The nuanced point is that airline IT is becoming a hotbed of investment and software development. Airline adoption of the cloud is driving the trend. Internet-based systems communicate using more flexible methods of data exchange than former on-premise data centers. This new reality has encouraged more non-traditional airline IT players to offer services in a dynamic that has sparked innovation and competition.

For example, Amadeus and Points are among the vendors who provide tech that intends to help airlines provide better service to members of frequent flier loyalty programs, but both have only made a big push in this sector in since 2013. Some IT companies that are moving more assertively into loyalty management tools include IT services firm DXC, marketing enterprise software provider Kobie, and Chinese global distribution system TravelSky via its 2016 acquisition of OpenJaw.

Marketers may want to promote a product, such as an opportunity to receive a bonus for a particular type of travel, by providing different awards based on which tier a flyer belongs in their programs, such as platinum or gold.

Airline IT Becomes the “It” Girl

For the industry, the deal represents a change in where the most crucial data gets crunched.

The deal highlights the rising importance of airline passenger services systems and related software applications loosely described as “airline IT.” To an extent, these systems are taking over some of the selling work that used to be the mainstay of so-called “distribution” tech systems.

We’ve written a lot about how Amadeus and its rivals Sabre and Travelport have been improving their reservation systems for travel agencies.

Another side of the sales puzzle, however, has been the growing prominence of airline operational systems.

Airlines need IT systems for services such as revenue management, the accounting of passenger sales revenues, and loyalty program management and servicing. These systems all have an impact on airline sales efforts but happen in a different part of their so-called tech stack.

To be sure, both airline IT and distribution systems will continue to work in concert.

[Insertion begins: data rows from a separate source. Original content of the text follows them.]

/// A straight (non-premultiplied) sRGB color with 8 bits per channel, as stored in label files.
#[repr(transparent)]
#[derive(
    Copy, Clone, PartialEq, Eq, Hash, Debug, Default, bytemuck::Pod, bytemuck::Zeroable,
)]
pub struct Color(pub [u8; 4]);
impl Color {
    pub const TRANSPARENT: Self = Self([0; 4]);
    pub const WHITE: Self = Self([255; 4]);
    pub const BLACK: Self = Self([0, 0, 0, 255]);
    #[must_use]
    pub const fn rgb(r: u8, g: u8, b: u8) -> Self {
        Self([r, g, b, 255])
    }
    #[must_use]
    pub const fn rgba(r: u8, g: u8, b: u8, a: u8) -> Self {
        Self([r, g, b, a])
    }
    #[must_use]
    pub const fn alpha(self) -> u8 {
        self.0[3]
    }
    /// The same color with alpha forced to fully opaque.
    #[must_use]
    pub const fn opaque(self) -> Self {
        let [r, g, b, _] = self.0;
        Self([r, g, b, 255])
    }
    #[must_use]
    pub const fn is_transparent(self) -> bool {
        self.0[3] == 0
    }
}

#[derive(thiserror::Error, Debug, Clone, PartialEq, Eq)]
pub enum ColorParseError {
    #[error("expected 3, 6, or 8 hex digits after '#', found {0}")]
    BadLength(usize),
    #[error("invalid hex digit")]
    BadDigit,
    #[error("unknown color name {0:?}")]
    UnknownName(String),
}

/// Names accepted in class files besides hex notation.
const NAMED: &[(&str, Color)] = &[
    ("black", Color::BLACK),
    ("white", Color::WHITE),
    ("red", Color::rgb(255, 0, 0)),
    ("green", Color::rgb(0, 128, 0)),
    ("lime", Color::rgb(0, 255, 0)),
    ("blue", Color::rgb(0, 0, 255)),
    ("yellow", Color::rgb(255, 255, 0)),
    ("cyan", Color::rgb(0, 255, 255)),
    ("magenta", Color::rgb(255, 0, 255)),
    ("orange", Color::rgb(255, 165, 0)),
    ("purple", Color::rgb(128, 0, 128)),
    ("gray", Color::rgb(128, 128, 128)),
    ("grey", Color::rgb(128, 128, 128)),
    ("transparent", Color::TRANSPARENT),
];

/// Parse `#RGB`, `#RRGGBB`, `#AARRGGBB` (alpha first!), or a handful of common names.
impl std::str::FromStr for Color {
    type Err = ColorParseError;
    fn from_str(str: &str) -> Result<Self, Self::Err> {
        let str = str.trim();
        let Some(hex) = str.strip_prefix('#') else {
            let lower = str.to_ascii_lowercase();
            return NAMED
                .iter()
                .find_map(|&(name, color)| (name == lower).then_some(color))
                .ok_or(ColorParseError::UnknownName(lower));
        };
        if !hex.chars().all(|c| c.is_ascii_hexdigit()) {
            return Err(ColorParseError::BadDigit);
        }
        let byte = |digits: &str| u8::from_str_radix(digits, 16).map_err(|_| ColorParseError::BadDigit);
        match hex.len() {
            3 => {
                // Each digit is doubled, #abc == #aabbcc
                let mut channels = [0u8; 3];
                for (channel, digit) in channels.iter_mut().zip(hex.chars()) {
                    let nibble = digit.to_digit(16).ok_or(ColorParseError::BadDigit)? as u8;
                    *channel = nibble << 4 | nibble;
                }
                let [r, g, b] = channels;
                Ok(Self::rgb(r, g, b))
            }
            6 => Ok(Self::rgb(byte(&hex[0..2])?, byte(&hex[2..4])?, byte(&hex[4..6])?)),
            8 => Ok(Self::rgba(
                byte(&hex[2..4])?,
                byte(&hex[4..6])?,
                byte(&hex[6..8])?,
                byte(&hex[0..2])?,
            )),
            len => Err(ColorParseError::BadLength(len)),
        }
    }
}
impl std::fmt::Display for Color {
    fn fmt(&self, f: &mut std::fmt::Formatter<'_>) -> std::fmt::Result {
        let [r, g, b, a] = self.0;
        if a == 255 {
            write!(f, "#{r:02x}{g:02x}{b:02x}")
        } else {
            write!(f, "#{a:02x}{r:02x}{g:02x}{b:02x}")
        }
    }
}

They both help airlines sell better.

However, the growing sophistication of airline IT systems means that, when airline executives want to boost their selling games, they’re turning to these systems first to implement changes because they can instantly test the results directly on their mobile apps and other direct channels.

Deal Details

Until now, Amadeus and Points offered separate loyalty systems to airlines. Points would often offer its tech wares to an airline only to discover that the airline was already using some different but related loyalty solutions from Amadeus.

In that case, Points would have to go through a back-and-forth between its team and the airline IT department to complete the integration, said Christopher Barnard, president of Points.

The new integration between Points and Amadeus means that work has already been done in advance, so to speak.

Airlines that haven’t used either one will now have a one-stop process to add tools from both Amadeus and Points without having to split the work into phased commercial and technical talks.

Airlines wanting to configure more complex marketing promotions for their loyalty programs generally need better tech than their in-house systems, which mainly manage accrual of balance totals and dispersals.

On Thursday, Amadeus and Points talked about immediate opportunities. It’s easy to imagine future ones, though.

Amadeus could look at addition synergies between the two companies’ product suites. It might also look one day at offering the advanced loyalty services beyond the users of its Altea suite of passenger service system to also include the primarily low-cost carriers that use its passenger service system Navitaire whose loyalty management tools are rudimentary today.

Points International also offers loyalty management tools to other types of suppliers, such as hotel chains and rental car companies. Amadeus also has business relationships with many of the same companies.

In the near-term, the deal helps Barnard of Points bolster the case he makes to investors in roadshow presentations that Points International has escaped its past doldrums and is on a growth trajectory.

The loyalty tech game and the broader airline IT investment it represents will only be heating up from here.